In fact, Chinese ceramic is one of the most significant forms of art from China throughout history where it dates back to the Palaeolithic era. Chinese ceramic is commonly referred to as porcelain while in the English Language, China is also referred to as porcelain objects.
The first porcelain has various theories behind it and there is no definitive answer as to when it was made. Among the more popular theories of the origins of porcelain include that of the Eastern Han period that existed around 100 to 200 AD, the Three Kingdoms era that existed from 220 to 280 AD, the 6 Dynasties period ranging from 220AD to 589AD as well as the Tang Dynasty that existed from 618 to 906AD.
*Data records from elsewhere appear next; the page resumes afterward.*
//! OpenAI-compatible relay handlers.

use std::sync::Arc;

use axum::{
    body::Body,
    extract::{Extension, Path, State},
    http::{header, HeaderMap, HeaderValue, StatusCode},
    response::{IntoResponse, Json, Response},
};
use bytes::Bytes;
use futures::StreamExt;
use serde::de::DeserializeOwned;
use serde_json::{json, Value};

use crate::adaptor::ChunkStream;
use crate::dispatcher::{DispatchContext, Dispatched, RequestUser};
use crate::error::{DispatchFailure, RelayError};
use crate::relay::{
    CanonicalRequest, ChatCompletionRequest, ChunkEnvelope, CompletionRequest, RerankRequest,
    ResponseOutput, SpeechRequest, VideoRequest,
};
use crate::task_binding::RoutingContext;

use super::routes::AppState;

pub(super) const REQUEST_ID_HEADER: &str = "x-request-id";
const USER_ID_HEADER: &str = "x-relay-user-id";
const TOKEN_ID_HEADER: &str = "x-relay-token-id";

const TEXT_EVENT_STREAM: &str = "text/event-stream";
const NO_CACHE: &str = "no-cache";

pub(super) async fn chat_completions(
    State(state): State<Arc<AppState>>,
    headers: HeaderMap,
    body: Bytes,
) -> Response {
    let request_id = request_id(&headers);
    match parse_body::<ChatCompletionRequest>(&body) {
        Ok(req) => relay(&state, &headers, request_id, req.into(), None).await,
        Err(e) => error_response(&request_id, &e),
    }
}

pub(super) async fn completions(
    State(state): State<Arc<AppState>>,
    headers: HeaderMap,
    body: Bytes,
) -> Response {
    let request_id = request_id(&headers);
    match parse_body::<CompletionRequest>(&body) {
        Ok(req) => relay(&state, &headers, request_id, req.into(), None).await,
        Err(e) => error_response(&request_id, &e),
    }
}

pub(super) async fn rerank(
    State(state): State<Arc<AppState>>,
    headers: HeaderMap,
    body: Bytes,
) -> Response {
    let request_id = request_id(&headers);
    let req = match parse_body::<RerankRequest>(&body) {
        Ok(req) => req,
        Err(e) => return error_response(&request_id, &e),
    };
    if req.documents.is_empty() {
        return error_response(
            &request_id,
            &RelayError::InvalidRequest("documents must not be empty".into()),
        );
    }
    relay(&state, &headers, request_id, CanonicalRequest::rerank(req), None).await
}

pub(super) async fn speech(
    State(state): State<Arc<AppState>>,
    headers: HeaderMap,
    body: Bytes,
) -> Response {
    let request_id = request_id(&headers);
    match parse_body::<SpeechRequest>(&body) {
        Ok(req) => relay(&state, &headers, request_id, CanonicalRequest::speech(req), None).await,
        Err(e) => error_response(&request_id, &e),
    }
}

pub(super) async fn create_video(
    State(state): State<Arc<AppState>>,
    headers: HeaderMap,
    body: Bytes,
) -> Response {
    let request_id = request_id(&headers);
    let req = match parse_body::<VideoRequest>(&body) {
        Ok(req) => req,
        Err(e) => return error_response(&request_id, &e),
    };
    let model = req
        .model
        .clone()
        .filter(|m| !m.trim().is_empty())
        .unwrap_or_else(|| state.config.default_video_model.clone());
    relay(
        &state,
        &headers,
        request_id,
        CanonicalRequest::video(model, req),
        None,
    )
    .await
}

/// Poll a video job. A routing context from the binding middleware pins the
/// request to the channel that created the job.
pub(super) async fn fetch_video(
    State(state): State<Arc<AppState>>,
    Path(task_id): Path<String>,
    routing: Option<Extension<RoutingContext>>,
    headers: HeaderMap,
) -> Response {
    let request_id = request_id(&headers);
    let routing = routing.map(|Extension(r)| r);
    let model = routing
        .as_ref()
        .map(|r| r.model.clone())
        .unwrap_or_else(|| state.config.default_video_model.clone());
    relay(
        &state,
        &headers,
        request_id,
        CanonicalRequest::video_fetch(model, task_id),
        routing,
    )
    .await
}

async fn relay(
    state: &AppState,
    headers: &HeaderMap,
    request_id: String,
    request: CanonicalRequest,
    routing: Option<RoutingContext>,
) -> Response {
    let ctx = DispatchContext::new(
        request_id.clone(),
        request_user(headers),
        state.config.request_timeout,
    )
    .with_routing(routing);

    tracing::debug!(
        request_id = %request_id,
        model = %request.model,
        mode = %request.mode,
        stream = request.stream,
        pinned = ctx.routing.is_some(),
        "Relaying request"
    );

    match state.dispatcher.dispatch(&request, &ctx).await {
        Ok(Dispatched::Complete { response, .. }) => {
            let resp = match response.to_openai_json() {
                Some(body) => Json(body).into_response(),
                None => match response.output {
                    ResponseOutput::Speech {
                        content_type,
                        audio,
                    } => ([(header::CONTENT_TYPE, content_type)], audio).into_response(),
                    _ => StatusCode::NO_CONTENT.into_response(),
                },
            };
            with_request_id(resp, &request_id)
        }
        Ok(Dispatched::Streaming { stream, .. }) => {
            let envelope = ChunkEnvelope::new(
                request.model.clone(),
                request.mode,
                request.reasoning_format,
            );
            with_request_id(sse_response(stream, envelope), &request_id)
        }
        Err(failure) => failure_response(&failure),
    }
}

/// Render canonical chunks as OpenAI SSE frames followed by `[DONE]`.
fn sse_response(stream: ChunkStream, envelope: ChunkEnvelope) -> Response {
    let body = async_stream::stream! {
        let mut stream = stream;
        while let Some(item) = stream.next().await {
            match item {
                Ok(chunk) => {
                    let frame = format!("data: {}\n\n", envelope.render(&chunk));
                    yield Ok::<_, std::io::Error>(Bytes::from(frame));
                }
                Err(e) => {
                    let payload = json!({
                        "error": {
                            "message": e.to_string(),
                            "type": e.kind().to_string(),
                            "code": error_code(&e),
                        }
                    });
                    yield Ok(Bytes::from(format!("data: {}\n\n", payload)));
                    break;
                }
            }
        }
        yield Ok(Bytes::from_static(b"data: [DONE]\n\n"));
    };

    let mut response = Response::new(Body::from_stream(body));
    let headers = response.headers_mut();
    headers.insert(header::CONTENT_TYPE, HeaderValue::from_static(TEXT_EVENT_STREAM));
    headers.insert(header::CACHE_CONTROL, HeaderValue::from_static(NO_CACHE));
    response
}

fn parse_body<T: DeserializeOwned>(body: &[u8]) -> Result<T, RelayError> {
    serde_json::from_slice(body)
        .map_err(|e| RelayError::InvalidRequest(format!("Invalid request body: {}", e)))
}

/// Honour a caller-supplied request id, otherwise mint one.
pub(super) fn request_id(headers: &HeaderMap) -> String {
    headers
        .get(REQUEST_ID_HEADER)
        .and_then(|v| v.to_str().ok())
        .map(str::trim)
        .filter(|v| !v.is_empty())
        .map(str::to_string)
        .unwrap_or_else(|| format!("req_{}", uuid::Uuid::new_v4().simple()))
}

fn request_user(headers: &HeaderMap) -> RequestUser {
    let id = |name: &str| {
        headers
            .get(name)
            .and_then(|v| v.to_str().ok())
            .and_then(|v| v.trim().parse::<i64>().ok())
            .unwrap_or(0)
    };
    RequestUser {
        user_id: id(USER_ID_HEADER),
        token_id: id(TOKEN_ID_HEADER),
    }
}

pub(super) fn with_request_id(mut response: Response, request_id: &str) -> Response {
    if let Ok(value) = HeaderValue::from_str(request_id) {
        response.headers_mut().insert(REQUEST_ID_HEADER, value);
    }
    response
}

fn failure_response(failure: &DispatchFailure) -> Response {
    let level_error = matches!(
        failure.error.kind(),
        crate::error::ErrorKind::Configuration | crate::error::ErrorKind::Internal
    );
    if level_error {
        tracing::error!(request_id = %failure.request_id, error = %failure.error, "Relay failed");
    } else {
        tracing::info!(request_id = %failure.request_id, error = %failure.error, "Relay failed");
    }
    error_response(&failure.request_id, &failure.error)
}

/// `{"error": {message, type, code, request_id[, upstream]}}`. A rejected
/// request carries the provider's body unchanged under `upstream` and
/// mirrors its status.
pub(super) fn error_response(request_id: &str, error: &RelayError) -> Response {
    let status =
        StatusCode::from_u16(error.status_code()).unwrap_or(StatusCode::INTERNAL_SERVER_ERROR);
    let mut body = json!({
        "error": {
            "message": error.to_string(),
            "type": error.kind().to_string(),
            "code": error_code(error),
            "request_id": request_id,
        }
    });
    if let RelayError::UpstreamRejected { body: raw, .. } = error {
        let upstream = serde_json::from_slice::<Value>(raw)
            .unwrap_or_else(|_| Value::String(String::from_utf8_lossy(raw).into_owned()));
        body["error"]["upstream"] = upstream;
    }
    with_request_id((status, Json(body)).into_response(), request_id)
}

fn error_code(error: &RelayError) -> &'static str {
    match error {
        RelayError::NoEligibleChannel { .. } => "no_eligible_channel",
        RelayError::ChannelsCoolingDown { .. } => "channels_cooling_down",
        RelayError::Configuration(_) => "configuration_error",
        RelayError::UpstreamUnavailable { .. } => "upstream_unavailable",
        RelayError::UpstreamRejected { .. } => "upstream_rejected",
        RelayError::ChannelsExhausted { .. } => "channels_exhausted",
        RelayError::BindingConflict(_) => "binding_conflict",
        RelayError::BindingNotFound(_) => "binding_not_found",
        RelayError::InvalidRequest(_) => "invalid_request",
        RelayError::Parse(_) => "upstream_parse_error",
        RelayError::Storage(_) => "storage_error",
        RelayError::Cancelled => "cancelled",
    }
}

#[cfg(test)]
mod tests {
    use super::*;

    async fn body_json(response: Response) -> Value {
        let bytes = axum::body::to_bytes(response.into_body(), usize::MAX)
            .await
            .unwrap();
        serde_json::from_slice(&bytes).unwrap()
    }

    #[tokio::test]
    async fn rejected_error_mirrors_upstream() {
        let error = RelayError::UpstreamRejected {
            status: 422,
            message: "bad prompt".into(),
            body: Bytes::from_static(br#"{"error":{"message":"bad prompt","code":"x"}}"#),
        };
        let response = error_response("req-1", &error);
        assert_eq!(response.status(), StatusCode::UNPROCESSABLE_ENTITY);
        assert_eq!(response.headers()[REQUEST_ID_HEADER], "req-1");
        let v = body_json(response).await;
        assert_eq!(v["error"]["type"], "upstream_rejected");
        assert_eq!(v["error"]["request_id"], "req-1");
        assert_eq!(v["error"]["upstream"]["error"]["code"], "x");
    }

    #[tokio::test]
    async fn configuration_errors_have_no_upstream() {
        let error = RelayError::NoEligibleChannel {
            model: "gpt-x".into(),
        };
        let response = error_response("req-2", &error);
        assert_eq!(response.status(), StatusCode::SERVICE_UNAVAILABLE);
        let v = body_json(response).await;
        assert_eq!(v["error"]["code"], "no_eligible_channel");
        assert!(v["error"].get("upstream").is_none());
    }

    #[test]
    fn request_identity_comes_from_headers() {
        let mut headers = HeaderMap::new();
        assert!(request_id(&headers).starts_with("req_"));
        assert_eq!(request_user(&headers), RequestUser::default());

        headers.insert(REQUEST_ID_HEADER, HeaderValue::from_static("abc"));
        headers.insert(USER_ID_HEADER, HeaderValue::from_static("42"));
        headers.insert(TOKEN_ID_HEADER, HeaderValue::from_static("nope"));
        assert_eq!(request_id(&headers), "abc");
        assert_eq!(
            request_user(&headers),
            RequestUser {
                user_id: 42,
                token_id: 0
            }
        );
    }
}
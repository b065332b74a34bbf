//! HTTP API for the relay gateway.
//!
//! ## Endpoints
//!
//! - `POST /v1/chat/completions` - Chat completion (unary or SSE)
//! - `POST /v1/completions` - Legacy text completion
//! - `POST /v1/rerank` - Rerank documents against a query
//! - `POST /v1/audio/speech` - Text to speech (binary reply)
//! - `POST /v1/videos` - Start a video generation job
//! - `GET /v1/videos/{task_id}` - Poll a video job on the channel that started it
//! - `GET /v1/models` - Models served by enabled channels
//! - `GET /api/channels/health` - Channel health, bans and recent failovers
//! - `POST /api/channels/reload` - Re-read the channels file
//! - `POST /api/channels/{id}/ban` - Ban a channel
//! - `DELETE /api/channels/{id}/ban` - Lift a ban
//! - `POST /api/channels/{id}/clear-cooldown` - Reset a channel's cooldown
//! - `GET /health` - Liveness

mod binding;
mod channels;
mod relay;
mod routes;

pub use routes::{build_state, router, serve, AppState};
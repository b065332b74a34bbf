//! Groq: OpenAI-compatible chat with parsed reasoning for reasoning models.

use bytes::Bytes;
use reqwest::header::HeaderMap;
use serde_json::{json, Value};

use super::openai_compat::{self, OpenAiStreamParser};
use super::{Adaptor, StreamParser, UpstreamBody, UpstreamTarget};
use crate::channel::ChannelType;
use crate::error::RelayError;
use crate::relay::{CanonicalRequest, CanonicalResponse, RelayMode};

pub struct GroqAdaptor;

impl GroqAdaptor {
    pub fn new() -> Self {
        Self
    }
}

impl Default for GroqAdaptor {
    fn default() -> Self {
        Self::new()
    }
}

/// Models that emit `<think>` blocks unless asked for a parsed field.
fn emits_reasoning(model: &str) -> bool {
    let model = model.to_ascii_lowercase();
    model.contains("qwen3") || model.contains("deepseek-r1") || model.contains("qwq")
}

impl Adaptor for GroqAdaptor {
    fn channel_type(&self) -> ChannelType {
        ChannelType::Groq
    }

    fn supports_mode(&self, mode: RelayMode) -> bool {
        mode == RelayMode::ChatCompletions
    }

    fn request_url(
        &self,
        target: &UpstreamTarget<'_>,
        _request: &CanonicalRequest,
    ) -> Result<String, RelayError> {
        Ok(format!("{}/chat/completions", target.base_url()?))
    }

    fn build_request(
        &self,
        target: &UpstreamTarget<'_>,
        request: &CanonicalRequest,
    ) -> Result<UpstreamBody, RelayError> {
        let mut body = openai_compat::chat_body(request, target.model);
        if emits_reasoning(target.model) {
            body.insert("reasoning_format".into(), json!("parsed"));
        }
        Ok(UpstreamBody::Json(Value::Object(body)))
    }

    fn parse_response(
        &self,
        _target: &UpstreamTarget<'_>,
        request: &CanonicalRequest,
        _headers: &HeaderMap,
        body: Bytes,
    ) -> Result<CanonicalResponse, RelayError> {
        openai_compat::parse_chat_response(&body, request)
    }

    fn stream_parser(&self, request: &CanonicalRequest) -> Box<dyn StreamParser> {
        Box::new(OpenAiStreamParser::new(request.mode))
    }
}
impl Adaptor for LegacyZhipu {
    fn channel_type(&self) -> ChannelType {
        ChannelType::Zhipu
    }

    fn supports_mode(&self, mode: RelayMode) -> bool {
        mode == RelayMode::ChatCompletions
    }

    fn request_url(
        &self,
        target: &UpstreamTarget<'_>,
        request: &CanonicalRequest,
    ) -> Result<String, RelayError> {
        let method = if request.stream { "sse-invoke" } else { "invoke" };
        Ok(format!(
            "{}/api/paas/v3/model-api/{}/{}",
            target.base_url()?,
            target.model,
            method
        ))
    }

    fn auth_headers(&self, channel: &Channel) -> Result<HeaderMap, RelayError> {
        let token = legacy_token(&channel.api_key, chrono::Utc::now().timestamp_millis())?;
        let mut headers = HeaderMap::new();
        headers.insert(AUTHORIZATION, header_value(&token)?);
        Ok(headers)
    }

    fn build_request(
        &self,
        _target: &UpstreamTarget<'_>,
        request: &CanonicalRequest,
    ) -> Result<UpstreamBody, RelayError> {
        // v3 has no system role.
        let prompt: Vec<Value> = request
            .messages
            .iter()
            .map(|m| {
                let role = match m.role {
                    Role::Assistant => "assistant",
                    _ => "user",
                };
                json!({ "role": role, "content": m.text() })
            })
            .collect();
        let mut body = json!({ "prompt": prompt });
        if let Some(t) = request.params.temperature {
            body["temperature"] = json!(t);
        }
        if let Some(p) = request.params.top_p {
            body["top_p"] = json!(p);
        }
        if request.stream {
            body["incremental"] = json!(true);
        }
        Ok(UpstreamBody::Json(body))
    }

    fn parse_response(
        &self,
        _target: &UpstreamTarget<'_>,
        request: &CanonicalRequest,
        _headers: &HeaderMap,
        body: Bytes,
    ) -> Result<CanonicalResponse, RelayError> {
        let v = parse_json(&body)?;
        if !v.get("success").and_then(|s| s.as_bool()).unwrap_or(false) {
            let message = v
                .get("msg")
                .and_then(|m| m.as_str())
                .unwrap_or("zhipu request failed")
                .to_string();
            return Err(zhipu_code_error(
                error_code(&v).unwrap_or(0),
                None,
                message,
                &body,
            ));
        }
        let data = v.get("data").cloned().unwrap_or(Value::Null);
        let choices = data
            .get("choices")
            .and_then(|c| c.as_array())
            .map(Vec::as_slice)
            .unwrap_or_default()
            .iter()
            .enumerate()
            .map(|(i, c)| {
                let raw = c.get("content").and_then(|t| t.as_str()).unwrap_or_default();
                let mut message = ChatMessage::assistant_empty();
                message.content = Some(MessageContent::text(unquote(raw)));
                ChatChoice {
                    index: i as u32,
                    message,
                    finish_reason: Some("stop".to_string()),
                }
            })
            .collect();
        let mut response = CanonicalResponse::new(request.model.clone(), ResponseOutput::Chat(choices));
        if let Some(id) = data.get("task_id").and_then(|t| t.as_str()) {
            response.id = id.to_string();
        }
        response.usage = data.get("usage").and_then(Usage::from_openai_json);
        Ok(response)
    }

    fn stream_parser(&self, _request: &CanonicalRequest) -> Box<dyn StreamParser> {
        Box::new(LegacyStreamParser)
    }

    fn classify_error(&self, status: u16, headers: &HeaderMap, body: &[u8]) -> RelayError {
        classify_zhipu_error(status, headers, body)
    }
}

/// v3 replies wrap content in JSON string quotes.
fn unquote(raw: &str) -> String {
    serde_json::from_str::<String>(raw)
        .unwrap_or_else(|_| raw.trim_matches('"').to_string())
        .trim()
        .to_string()
}

/// v3 streams raw text in `add` events and usage in the `meta` field of the
/// `finish` event.
struct LegacyStreamParser;

impl StreamParser for LegacyStreamParser {
    fn on_frame(&mut self, frame: &SseFrame) -> Result<Vec<StreamChunk>, RelayError> {
        match frame.event.as_deref() {
            Some("add") | None if !frame.data.is_empty() => {
                Ok(vec![StreamChunk::content(frame.data.clone())])
            }
            Some("finish") => {
                let mut chunk = StreamChunk::finish("stop");
                if !frame.data.is_empty() {
                    chunk.delta.content = Some(frame.data.clone());
                }
                chunk.usage = frame
                    .field("meta")
                    .and_then(|m| serde_json::from_str::<Value>(m).ok())
                    .and_then(|m| m.get("usage").and_then(Usage::from_openai_json));
                Ok(vec![chunk])
            }
            Some("error") | Some("interrupted") => Err(RelayError::unavailable(
                UnavailableReason::ServerError,
                if frame.data.is_empty() {
                    "zhipu stream interrupted".to_string()
                } else {
                    frame.data.clone()
                },
            )),
            _ => Ok(Vec::new()),
        }
    }
}

#[cfg(test)]
mod tests {
    use super::*;
    use crate::relay::VideoRequest;

    fn channel() -> Channel {
        Channel::new(5, ChannelType::Zhipu, "abc.s3cret")
    }

    #[test]
    fn legacy_token_is_a_signed_jwt() {
        let token = legacy_token("abc.s3cret", 1_700_000_000_000).unwrap();
        let parts: Vec<&str> = token.split('.').collect();
        assert_eq!(parts.len(), 3);
        let header: Value =
            serde_json::from_slice(&URL_SAFE_NO_PAD.decode(parts[0]).unwrap()).unwrap();
        assert_eq!(header, json!({"alg": "HS256", "sign_type": "SIGN"}));
        let payload: Value =
            serde_json::from_slice(&URL_SAFE_NO_PAD.decode(parts[1]).unwrap()).unwrap();
        assert_eq!(payload["api_key"], "abc");
        assert_eq!(payload["exp"], 1_700_003_600_000i64);

        let mut mac = Hmac::<Sha256>::new_from_slice(b"s3cret").unwrap();
        mac.update(format!("{}.{}", parts[0], parts[1]).as_bytes());
        mac.verify_slice(&URL_SAFE_NO_PAD.decode(parts[2]).unwrap())
            .unwrap();

        assert!(legacy_token("no-dot", 0).is_err());
    }

    #[test]
    fn legacy_urls_and_reply() {
        let ch = channel();
        let target = UpstreamTarget {
            channel: &ch,
            model: "chatglm_turbo",
        };
        let mut req = CanonicalRequest::chat(
            "chatglm_turbo",
            vec![
                ChatMessage::new(Role::System, "sys"),
                ChatMessage::new(Role::User, "hi"),
            ],
        );
        req.stream = true;
        assert_eq!(
            LegacyZhipu.request_url(&target, &req).unwrap(),
            "https://open.bigmodel.cn/api/paas/v3/model-api/chatglm_turbo/sse-invoke"
        );
        let UpstreamBody::Json(body) = LegacyZhipu.build_request(&target, &req).unwrap() else {
            panic!("expected json body")
        };
        assert_eq!(body["prompt"][0]["role"], "user");
        assert_eq!(body["incremental"], true);

        req.stream = false;
        let resp = LegacyZhipu
            .parse_response(
                &target,
                &req,
                &HeaderMap::new(),
                Bytes::from_static(
                    br#"{"code":200,"success":true,"data":{"task_id":"t1","choices":[{"role":"assistant","content":"\" hello\""}],"usage":{"prompt_tokens":3,"completion_tokens":2}}}"#,
                ),
            )
            .unwrap();
        let ResponseOutput::Chat(choices) = &resp.output else {
            panic!("expected chat output")
        };
        assert_eq!(choices[0].message.text(), "hello");
        assert_eq!(resp.usage, Some(Usage::new(3, 2)));
    }

    #[test]
    fn legacy_failures_use_business_codes() {
        let ch = channel();
        let target = UpstreamTarget {
            channel: &ch,
            model: "chatglm_pro",
        };
        let req = CanonicalRequest::chat("chatglm_pro", vec![]);
        let err = LegacyZhipu
            .parse_response(
                &target,
                &req,
                &HeaderMap::new(),
                Bytes::from_static(br#"{"code":1302,"msg":"too many requests","success":false}"#),
            )
            .unwrap_err();
        assert_eq!(err.unavailable_reason(), Some(UnavailableReason::RateLimit));

        let err = classify_zhipu_error(429, &HeaderMap::new(), br#"{"error":{"code":"1113","message":"balance"}}"#);
        assert!(!err.is_failover_eligible());
        assert_eq!(err.status_code(), 429);
    }

    #[test]
    fn legacy_stream_events() {
        let mut p = LegacyStreamParser;
        let add = SseFrame {
            event: Some("add".into()),
            data: "Hel".into(),
            extra: vec![],
        };
        assert_eq!(p.on_frame(&add).unwrap()[0].delta.content.as_deref(), Some("Hel"));

        let finish = SseFrame {
            event: Some("finish".into()),
            data: String::new(),
            extra: vec![(
                "meta".into(),
                r#"{"usage":{"prompt_tokens":4,"completion_tokens":6}}"#.into(),
            )],
        };
        let chunks = p.on_frame(&finish).unwrap();
        assert_eq!(chunks[0].finish_reason.as_deref(), Some("stop"));
        assert_eq!(chunks[0].usage, Some(Usage::new(4, 6)));

        let err = p
            .on_frame(&SseFrame {
                event: Some("error".into()),
                data: "boom".into(),
                extra: vec![],
            })
            .unwrap_err();
        assert!(err.is_failover_eligible());
    }

    #[test]
    fn cogvideox_jobs() {
        let adaptor = ZhipuAdaptor::new();
        let ch = channel();
        let target = UpstreamTarget {
            channel: &ch,
            model: "cogvideox-3",
        };
        let req = CanonicalRequest::video(
            "cogvideox-3",
            VideoRequest {
                prompt: "waves".into(),
                seconds: Some(5.0),
                ..VideoRequest::default()
            },
        );
        assert_eq!(
            adaptor.request_url(&target, &req).unwrap(),
            "https://open.bigmodel.cn/api/paas/v4/videos/generations"
        );
        let resp = adaptor
            .parse_response(
                &target,
                &req,
                &HeaderMap::new(),
                Bytes::from_static(br#"{"id":"8202","model":"cogvideox-3","task_status":"PROCESSING"}"#),
            )
            .unwrap();
        assert_eq!(resp.task_id.as_deref(), Some("8202"));
        assert_eq!(resp.usage, Some(Usage::new(1, 0)));

        let fetch = CanonicalRequest::video_fetch("cogvideox-3", "8202");
        assert_eq!(
            adaptor.request_url(&target, &fetch).unwrap(),
            "https://open.bigmodel.cn/api/paas/v4/async-result/8202"
        );
        let resp = adaptor
            .parse_response(
                &target,
                &fetch,
                &HeaderMap::new(),
                Bytes::from_static(br#"{"task_status":"SUCCESS","video_result":[{"url":"https://cdn/v.mp4"}]}"#),
            )
            .unwrap();
        let ResponseOutput::Video(job) = resp.output else {
            panic!("expected video output")
        };
        assert_eq!(job.status, VideoStatus::Completed);
        assert_eq!(job.video_url.as_deref(), Some("https://cdn/v.mp4"));
    }

    #[test]
    fn model_support() {
        let adaptor = ZhipuAdaptor::new();
        assert!(adaptor.supports_model("glm-4.6"));
        assert!(adaptor.supports_model("chatglm_turbo"));
        assert!(adaptor.supports_model("cogvideox-3"));
        assert!(!adaptor.supports_model("gpt-4o"));
        assert!(!adaptor.supports_mode(RelayMode::AudioSpeech));
    }
}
However, recent reports showed that pottery actually existed in China as far back as 18000 years ago in Southern China in Yuchanyan Caves. The Han Dynasty, which existed from 202 BC to 220 AD has perhaps the strongest evidence of the earliest true porcelain where shards were recovered along the Eastern Han kiln sites.
During the Song and Yuan dynasties, the city of Jingde Zhen became a major production place and by 1004, it was a hub where Imperial porcelain was made. Meanwhile the period of the Ming Dynasty saw Chinese ceramic enjoying huge popularity where new techniques and designs were derived.
There were certain Islamic metalwork that came to China during the Yongle Emperor who was extremely curious with the design from other countries. It was also around this dynasty that porcelain and porcelain making were exported to other parts of the world, drawing pottery to a whole new level.
The Qing dynasty existed from 1644 to 1911 and it was during this time that manufacturing of porcelain was most prominent.
Among the common known porcelain antiques from China include the Sancai Horse from the Tang Dynasty. The Jian tea wares which are dominantly black in colour were most popular during the Song Dynasty. Ding ware was also very popular during this era and it was the first type to have been inducted into the official imperial use and was then the finest porcelain made in Northern China then.
Other types of porcelain object that were popular during this era include the likes of Jun Ware, Qingbai wares and Guan wares respectively. During the Kangxi period, blue and white porcelain was most popular and this is where you will still find a lot of this heritage having being passed down for generations while some are still very much in production.
A unique type of Chinese porcelain is the Blanc de Chine which essentially is a type of white porcelain and was most prominent during the Ming Dynasty where a lot of them were shipped to Europe then.